Actually, scratch that. According to Rory, predicting the future is a delusion. We’ve entered what he calls a structural break. The old rules, the ones where we could rely on a stable US, a predictable global supply chain and a shared consensus of truth, have been shredded.

At The Team, we talk a lot about trust and employee experience. This morning confirmed one thing: in 2026, geopolitics is no longer "outside" your business. It’s at the very center of it. Here are the four themes we need to navigate together.

1. Politics: the "Denmark" dream vs. reality

We’re all trying to be Denmark, aren’t we? We’re chasing that high-trust, stable, social-cohesion vibe. But Rory’s warning was stark: the pillars of our equality, one person, one vote, the law being above the individual, are under attack.

Liberation requires leadership. But we can’t wait for a "unifier" to appear on the news. In your business, you are the leader. Your staff need you to relay confidence, even when the external world feels like it’s glitching.

2. Economics: mapping the exit from dependency

We’ve become over-dependent on the US! For AI, for defence, for our tech stacks. But the tide is turning and we need to look at our own foundations.

  • The Big Remodel: We need a complete rethinking of our engineering capabilities and supply chains.
  • The Opportunity: Don’t be paralysed. Remember, your competitors are facing the same disruptions. The risk is an opportunity if you’re the one who builds a resilient, independent path first.

3. International relations: Europe as our stability anchor

We’ve spent a lot of time looking across the Atlantic, but Rory’s "insider guide" points us back toward Europe. To find stability, we have to map our dependencies and systematically work our way out of them. This means getting closer to our neighbours.

In a world of electronic warfare and missile threats, isolation isn't an option. We need to find stability in a new European consensus.

4. Media & tech: the power of AI (and who holds the remote)

AI isn't just about "productivity hacks." It’s about power.

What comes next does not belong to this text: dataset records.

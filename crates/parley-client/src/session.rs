//! Login and signup.
//!
//! Credentials are checked and stored by a hosted provider reached through
//! [`AuthProvider`]. This module only validates the forms, forwards them, and
//! decides where the app lands on start.

use serde::{Deserialize, Serialize};
use tracing::{info, warn};

use crate::error::AuthError;

/// A signed-in account as reported by the provider.
#[derive(Debug, Clone, Serialize, Deserialize, PartialEq, Eq)]
pub struct User {
    pub uid: String,
    pub email: String,
}

/// Hosted email/password authentication.
pub trait AuthProvider: Send + Sync {
    /// The account signed in on this device, if any.
    fn current_user(&self) -> Option<User>;

    fn sign_in(&self, email: &str, password: &str) -> Result<User, AuthError>;

    fn sign_up(&self, email: &str, password: &str) -> Result<User, AuthError>;

    fn sign_out(&self);
}

#[derive(Debug, Clone, Default, Serialize, Deserialize)]
pub struct LoginForm {
    pub email: String,
    pub password: String,
}

impl LoginForm {
    pub fn validate(&self) -> Result<(), AuthError> {
        if self.email.trim().is_empty() {
            return Err(AuthError::MissingEmail);
        }
        if self.password.is_empty() {
            return Err(AuthError::MissingPassword);
        }
        Ok(())
    }
}

#[derive(Debug, Clone, Default, Serialize, Deserialize)]
#[serde(rename_all = "camelCase")]
pub struct SignupForm {
    pub email: String,
    pub password: String,
    pub confirm_password: String,
}

impl SignupForm {
    pub fn validate(&self) -> Result<(), AuthError> {
        LoginForm {
            email: self.email.clone(),
            password: self.password.clone(),
        }
        .validate()?;

        if self.password != self.confirm_password {
            return Err(AuthError::PasswordMismatch);
        }
        Ok(())
    }
}

/// Where the app opens.
#[derive(Debug, Clone, PartialEq, Eq)]
pub enum Landing {
    /// Already signed in; go straight to the chat list.
    ChatList(User),
    Login,
}

/// Drives the login and signup screens against a provider.
pub struct SessionFlow<A> {
    auth: A,
}

impl<A: AuthProvider> SessionFlow<A> {
    pub fn new(auth: A) -> Self {
        Self { auth }
    }

    pub fn provider(&self) -> &A {
        &self.auth
    }

    /// Skip the login screen when a session survives from a previous run.
    pub fn resume(&self) -> Landing {
        match self.auth.current_user() {
            Some(user) => {
                info!(uid = %user.uid, "resuming session");
                Landing::ChatList(user)
            }
            None => Landing::Login,
        }
    }

    pub fn login(&self, form: &LoginForm) -> Result<User, AuthError> {
        form.validate()?;

        let user = self
            .auth
            .sign_in(form.email.trim(), &form.password)
            .map_err(|e| {
                warn!(error = %e, "sign-in rejected");
                e
            })?;

        info!(uid = %user.uid, "signed in");
        Ok(user)
    }

    /// Create an account. The caller sends the user back to the login screen
    /// afterwards.
    pub fn signup(&self, form: &SignupForm) -> Result<User, AuthError> {
        form.validate()?;

        let user = self
            .auth
            .sign_up(form.email.trim(), &form.password)
            .map_err(|e| {
                warn!(error = %e, "sign-up rejected");
                e
            })?;

        info!(uid = %user.uid, "account created");
        Ok(user)
    }

    pub fn logout(&self) {
        self.auth.sign_out();
        info!("signed out");
    }
}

Rory was clear: don't underestimate the countries that control these capabilities. We’re already seeing how AI can be used to manipulate the "big picture," making it harder for people to agree on basic facts.

The Strategy: Embrace AI, but keep your eyes wide open. Don’t let your business become just another "dependent" on a US-owned black box.

Where do we go from here?

Rory’s talk wasn't meant to be a downer! It was a call to action. We have to stop judging the world through the lens of the "last five years" and start looking at the structural shifts happening right now.

Our takeaways?

  1. Put geopolitics at the heart of your strategy. It’s not a "side" issue anymore.
  2. Focus on your people. When trust is broken globally, the trust within your company becomes your most valuable asset.
  3. Be a "Ruthless Disrupter" of your own status quo. If the rules have changed, stop playing by the old ones.

The world is changing, but as Rory reminded us: resilience is built, not found.